Ein kleiner Fehler soll nicht verschwiegen werden: Die erste urkundliche Erwähnung jüdischen Lebens in Deutschland ergebe sich aus einer frühmittelalterlichen Handschrift von 321 (Seite 13). Die Jahreszahl soll nicht angezweifelt werden, jedoch liegt dieses Jahr noch ganz eindeutig in der Spätantike und fast 200 Jahre vor dem Mittelalter. Aber – dies sei zugegeben – das ist Nörgeln auf hohem Niveau, zeigt aber auch, wie genau der Autor dieser Zeilen die faszinierende Broschüre gelesen hat.

Das Vorwort stammt von keinem Geringeren als Dr. Josef Schuster, Präsident des Zentralrates der Juden in Deutschland und Vorsitzender der Israelitischen Kultusgemeinde Würzburg und Unterfranken, in deren Bereich auch Miltenberg liegt.
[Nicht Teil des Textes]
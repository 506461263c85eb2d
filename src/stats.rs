//! Per-number call statistics
//!
//! Folds parsed call records into direction buckets (today / last 7 days /
//! all time) and a histogram of normalized outcome labels. Records belong
//! to a number when their canonical phone ends with the query's digits.

use std::collections::{BTreeMap, HashMap};

use chrono::{DateTime, Duration, Local, TimeZone};
use serde::Serialize;

use crate::calllog::{CallRecord, Direction};
use crate::phone;

/// Counters for one direction. `today` and `week` are tallied independently
/// but both only ever count records that are also in `total`.
#[derive(Debug, Clone, Copy, Default, PartialEq, Eq, Serialize)]
pub struct DirectionStats {
    pub today: u32,
    pub week: u32,
    pub total: u32,
}

/// Normalized status label -> occurrences
pub type StatusHistogram = BTreeMap<String, u32>;

/// Aggregated history for one queried number
#[derive(Debug, Clone, Default, PartialEq, Eq, Serialize)]
pub struct CallStats {
    /// Buckets present for at least one matching record; no ordering
    pub directions: HashMap<Direction, DirectionStats>,
    pub statuses: StatusHistogram,
}

impl CallStats {
    /// Bucket for `direction`, zeroed when no call matched it
    pub fn direction(&self, direction: Direction) -> DirectionStats {
        self.directions.get(&direction).copied().unwrap_or_default()
    }

    pub fn is_empty(&self) -> bool {
        self.directions.is_empty()
    }

    /// Number of matching records
    pub fn total_calls(&self) -> u32 {
        self.directions.values().map(|d| d.total).sum()
    }

    /// Outgoing, Incoming and Missed always, then Other when any call had it
    pub fn ordered_directions(&self) -> Vec<(Direction, DirectionStats)> {
        Direction::DISPLAY_ORDER
            .iter()
            .filter(|d| **d != Direction::Other || self.directions.contains_key(*d))
            .map(|d| (*d, self.direction(*d)))
            .collect()
    }

    /// Statuses sorted by count descending, ties by label
    pub fn statuses_by_count(&self) -> Vec<(&str, u32)> {
        let mut statuses: Vec<(&str, u32)> = self
            .statuses
            .iter()
            .map(|(label, count)| (label.as_str(), *count))
            .collect();
        statuses.sort_by(|a, b| b.1.cmp(&a.1).then_with(|| a.0.cmp(b.0)));
        statuses
    }
}

/// Aggregate `records` for `target` as of right now
pub fn aggregate(target: &str, records: &[CallRecord]) -> CallStats {
    aggregate_at(target, records, Local::now())
}

/// Aggregate `records` for `target` with time windows evaluated at `now`.
///
/// An empty (or digit-free) target matches nothing.
pub fn aggregate_at(target: &str, records: &[CallRecord], now: DateTime<Local>) -> CallStats {
    let target = phone::normalize(target);
    let mut stats = CallStats::default();
    if target.is_empty() {
        tracing::debug!("Empty phone query, no stats");
        return stats;
    }

    let today = now.date_naive();

    for record in records
        .iter()
        .filter(|r| phone::matches_suffix(&r.phone, &target))
    {
        let bucket = stats.directions.entry(record.direction).or_default();
        bucket.total += 1;
        if record.timestamp.date_naive() == today {
            bucket.today += 1;
        }
        if within_last_week(&record.timestamp, &now) {
            bucket.week += 1;
        }

        *stats
            .statuses
            .entry(normalize_status(&record.status))
            .or_insert(0) += 1;
    }

    tracing::debug!(
        "{} of {} calls matched {}",
        stats.total_calls(),
        records.len(),
        target
    );
    stats
}

/// Seven days back on the local wall clock, so a DST change in between
/// does not shift the window by an hour
fn within_last_week<Tz: TimeZone>(at: &DateTime<Tz>, now: &DateTime<Tz>) -> bool {
    at.naive_local() >= now.naive_local() - Duration::days(7)
}

/// Collapse free-text outcomes into a few labels.
///
/// Substring tests run in priority order: answer, cancel, forbid, busy.
/// Anything else is title-cased; empty becomes `Other`.
pub fn normalize_status(status: &str) -> String {
    let lower = status.to_lowercase();
    if lower.contains("answer") {
        "Answered".to_string()
    } else if lower.contains("cancel") {
        "Canceled".to_string()
    } else if lower.contains("forbid") {
        "Forbidden".to_string()
    } else if lower.contains("busy") {
        "Busy".to_string()
    } else if lower.is_empty() {
        "Other".to_string()
    } else {
        title_case(&lower)
    }
}

/// Uppercase every letter that follows a non-letter, lowercase the rest
fn title_case(s: &str) -> String {
    let mut out = String::with_capacity(s.len());
    let mut prev_alpha = false;
    for c in s.chars() {
        if c.is_alphabetic() {
            if prev_alpha {
                out.extend(c.to_lowercase());
            } else {
                out.extend(c.to_uppercase());
            }
            prev_alpha = true;
        } else {
            out.push(c);
            prev_alpha = false;
        }
    }
    out
}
Vom einst regen jüdischen Leben in der Kreisstadt zeugen heute allerdings nur noch Artefakte, wie sie auch in einer Ausstellung in der Mikwe gezeigt werden. Von den weniger als 4.700 Einwohnenden im Jahr 1933 waren rund 100 jüdischen Glaubens. Diese jüdischen Mitmenschen wurden vertrieben oder ermordet, Miltenberg als „judenrein“ erklärt.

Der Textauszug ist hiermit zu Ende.